Microsoft has been ordered by a United States federal court to turn over a customer’s emails and other information stored in a Dublin data centre.

Microsoft told hand over emails by US court

In a ruling with possible implications in Ireland for privacy laws and for major multinationals operating here, US District Judge Loretta Preska said a search warrant approved by a federal magistrate judge required the company to hand over any data it controlled, regardless of where it was stored.

“It is a question of control, not a question of the location of that information,” Preska said after a two-hour court hearing in New York.

The judge said she would temporarily suspend her order from taking effect to allow Microsoft to appeal her decision to the 2nd US Circuit Court of Appeals. Brad Smith, Microsoft’s general counsel and executive vice president, legal and corporate affairs, said the decision would not represent the final step in this process.

“We will appeal promptly and continue to advocate that people’s email deserves strong privacy protection in the US and around the world,” he said.

The case appears to be the first in which a corporation has challenged a US search warrant seeking data held abroad.

In a four-page affidavit in support of the company’s case, former Justice Minister and ex-Attorney General Michael McDowell had said it is illegal under Irish law for Microsoft to hand over information stored here to the US government without an Irish judge’s approval. He argued, as an independent expert witness for Microsoft, that Ireland’s data protection acts “highlight its sovereign interest guarding against foreign law enforcement activities within its borders by any means other than the applicable [mutual legal assistance treaty].”

The case centres on the prosecution of a drug trafficker, and prosecutors want Microsoft to hand over emails stored in Microsoft’s server in Dublin, without going through existing international treaties. Cooperation with the US seeking information for criminal prosecutions is covered by Irish and European mutual legal assistance treaties and a 2008 criminal justice act.
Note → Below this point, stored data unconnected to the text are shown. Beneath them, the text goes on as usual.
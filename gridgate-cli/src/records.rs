//! Loading record sets from a file or the API.

use anyhow::{Context, Result, bail};
use gridgate_client::RequestPipeline;
use serde_json::Value as Json;
use std::path::Path;

use crate::session_hint;

/// Members that commonly hold the record list in a list response.
const LIST_MEMBERS: [&str; 3] = ["results", "data", "items"];

/// Extract the record list from a JSON document.
///
/// Accepts a bare array or an object holding the array under `results`,
/// `data`, or `items` (paginated list responses).
pub fn extract_records(document: Json) -> Result<Vec<Json>> {
    match document {
        Json::Array(records) => Ok(records),
        Json::Object(mut object) => {
            for member in LIST_MEMBERS {
                if let Some(Json::Array(records)) = object.remove(member) {
                    return Ok(records);
                }
            }
            bail!("expected a JSON array or an object with one of {:?}", LIST_MEMBERS)
        }
        other => bail!("expected a JSON array of records, got {}", kind_name(&other)),
    }
}

fn kind_name(value: &Json) -> &'static str {
    match value {
        Json::Null => "null",
        Json::Bool(_) => "a boolean",
        Json::Number(_) => "a number",
        Json::String(_) => "a string",
        Json::Array(_) => "an array",
        Json::Object(_) => "an object",
    }
}

pub fn load_file(path: &Path) -> Result<Vec<Json>> {
    let contents = std::fs::read_to_string(path)
        .with_context(|| format!("Failed to read records from {:?}", path))?;
    let document: Json = serde_json::from_str(&contents)
        .with_context(|| format!("Failed to parse records from {:?}", path))?;
    extract_records(document)
}

pub async fn load_remote(pipeline: &RequestPipeline, path: &str) -> Result<Vec<Json>> {
    let document: Json = match pipeline.get_json(path).await {
        Ok(document) => document,
        Err(e) if e.is_auth_expired() => return Err(session_hint(e)),
        Err(e) => {
            return Err(anyhow::Error::new(e).context(format!("Failed to fetch records from {}", path)));
        }
    };
    tracing::debug!("Fetched records from {}", path);
    extract_records(document)
}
Microsoft has described it as potentially allowing federal agents to break down the door of its Dublin facility.

A federal magistrate had agreed a simple warrant, normally not valid outside US jurisdiction, was enough to force US-headquartered companies to hand over data. The ruling, if upheld, has deep implications, particularly for Ireland with its heavy US corporate footprint, essentially allowing US law enforcement agencies to easily get information held in other countries without worrying about international treaties.

Prosecutors argued that using the treaties would be too “cumbersome.”
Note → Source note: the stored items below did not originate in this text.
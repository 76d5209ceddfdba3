//! Search, filter, and multi-key sort over record sets.
//!
//! Every function here is pure: the same records, columns, and view state
//! always produce the same result, nothing is cached, and malformed or
//! missing values degrade to "no match" rather than errors.

use std::cmp::Ordering;
use std::collections::BTreeMap;

use crate::column::{Column, find_column};
use crate::value::Value;
use crate::view::{DerivedView, SortDirection, SortKey, ViewState};

/// Whether any declared column of `record` contains `query`, ignoring case.
///
/// An empty query matches every record. Null values never match.
pub fn matches_search<R>(record: &R, columns: &[Column<R>], query: &str) -> bool {
    if query.is_empty() {
        return true;
    }
    let needle = query.to_lowercase();

    columns.iter().any(|column| {
        column
            .value(record)
            .search_text()
            .map(|text| text.to_lowercase().contains(&needle))
            .unwrap_or(false)
    })
}

/// Whether `record` satisfies every active filter.
///
/// - list filters: the record's value must be one of the listed values
/// - text filters: case-insensitive substring of the record's value
/// - anything else: strict equality
///
/// Inactive filters (null, empty text, empty list) are skipped. A filter on
/// an undeclared column matches nothing.
pub fn matches_filters<R>(
    record: &R,
    columns: &[Column<R>],
    filters: &BTreeMap<String, Value>,
) -> bool {
    filters
        .iter()
        .filter(|(_, wanted)| wanted.is_active_filter())
        .all(|(key, wanted)| {
            let Some(column) = find_column(columns, key) else {
                return false;
            };
            filter_matches(&column.value(record), wanted)
        })
}

fn filter_matches(actual: &Value, wanted: &Value) -> bool {
    match wanted {
        Value::List(allowed) => allowed.contains(actual),
        Value::Text(needle) => actual
            .search_text()
            .map(|text| text.to_lowercase().contains(&needle.to_lowercase()))
            .unwrap_or(false),
        other => actual == other,
    }
}

/// Compare two values for one sort key.
///
/// Nulls go last in both directions; `Desc` only reverses the comparison of
/// non-null values.
fn compare_values(a: &Value, b: &Value, direction: SortDirection) -> Ordering {
    match (a.is_null(), b.is_null()) {
        (true, true) => Ordering::Equal,
        (true, false) => Ordering::Greater,
        (false, true) => Ordering::Less,
        (false, false) => {
            let ord = a.native_cmp(b);
            match direction {
                SortDirection::Asc => ord,
                SortDirection::Desc => ord.reverse(),
            }
        }
    }
}

/// Lexicographic comparison of two records over a sort list.
///
/// Sort keys naming undeclared columns compare every record as equal.
pub fn compare_records<R>(a: &R, b: &R, columns: &[Column<R>], sort: &[SortKey]) -> Ordering {
    for sort_key in sort {
        let Some(column) = find_column(columns, &sort_key.key) else {
            continue;
        };
        match compare_values(&column.value(a), &column.value(b), sort_key.direction) {
            Ordering::Equal => continue,
            non_eq => return non_eq,
        }
    }
    Ordering::Equal
}

/// Apply search and filters, keeping source order.
pub fn filter_records<'a, R>(
    records: &'a [R],
    columns: &[Column<R>],
    view: &ViewState,
) -> Vec<&'a R> {
    records
        .iter()
        .filter(|record| matches_search(*record, columns, &view.search_query))
        .filter(|record| matches_filters(*record, columns, &view.filters))
        .collect()
}

/// Stable sort of already-filtered records.
///
/// Records tied on every active key keep their relative order.
pub fn sort_records<'a, R>(
    filtered: &[&'a R],
    columns: &[Column<R>],
    sort: &[SortKey],
) -> Vec<&'a R> {
    let mut sorted = filtered.to_vec();
    if sort.is_empty() {
        return sorted;
    }

    // Read each key's value once per record rather than once per comparison
    let keyed_columns: Vec<(&Column<R>, SortDirection)> = sort
        .iter()
        .filter_map(|s| find_column(columns, &s.key).map(|c| (c, s.direction)))
        .collect();
    if keyed_columns.is_empty() {
        return sorted;
    }

    let mut decorated: Vec<(Vec<Value>, &'a R)> = sorted
        .drain(..)
        .map(|record| {
            let values = keyed_columns.iter().map(|(c, _)| c.value(record)).collect();
            (values, record)
        })
        .collect();

    decorated.sort_by(|(a, _), (b, _)| {
        for (i, (_, direction)) in keyed_columns.iter().enumerate() {
            match compare_values(&a[i], &b[i], *direction) {
                Ordering::Equal => continue,
                non_eq => return non_eq,
            }
        }
        Ordering::Equal
    });

    decorated.into_iter().map(|(_, record)| record).collect()
}

/// Compute the derived view for `records` under `view`.
pub fn derive<'a, R>(
    records: &'a [R],
    columns: &[Column<R>],
    view: &ViewState,
) -> DerivedView<'a, R> {
    let filtered = filter_records(records, columns, view);
    let sorted = sort_records(&filtered, columns, &view.sort);
    let total = filtered.len();

    tracing::trace!(
        source = records.len(),
        total,
        sort_keys = view.sort.len(),
        "derived view"
    );

    DerivedView {
        filtered,
        sorted,
        total,
    }
}

/// Advance the sort cycle for `key`.
///
/// Not sorted → ascending (appended) → descending (same position) → removed.
/// Other keys keep their relative order.
pub fn toggle_sort(sort: &mut Vec<SortKey>, key: &str) {
    match sort.iter().position(|s| s.key == key) {
        None => sort.push(SortKey::asc(key)),
        Some(index) => match sort[index].direction {
            SortDirection::Asc => sort[index].direction = SortDirection::Desc,
            SortDirection::Desc => {
                sort.remove(index);
            }
        },
    }
}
Leading US privacy advocates, the Electronic Frontier Foundation, said Ireland’s sovereignty risks being “trampled on.”

A number of technology companies filed court briefs in support of Microsoft’s position, including AT&T Inc, Apple Inc, Cisco Systems Inc and Verizon Communications Inc. They are worried that they could lose billions of dollars in revenue to foreign competitors if customers fear their data is subject to seizure by US investigators anywhere in the world.

The technology companies argued that US search warrants cannot be executed overseas under the law. But lawyers for the US Justice Department said the warrant only required the company to provide documents it controls, just as US banks can be forced to hand over transaction records held in foreign countries.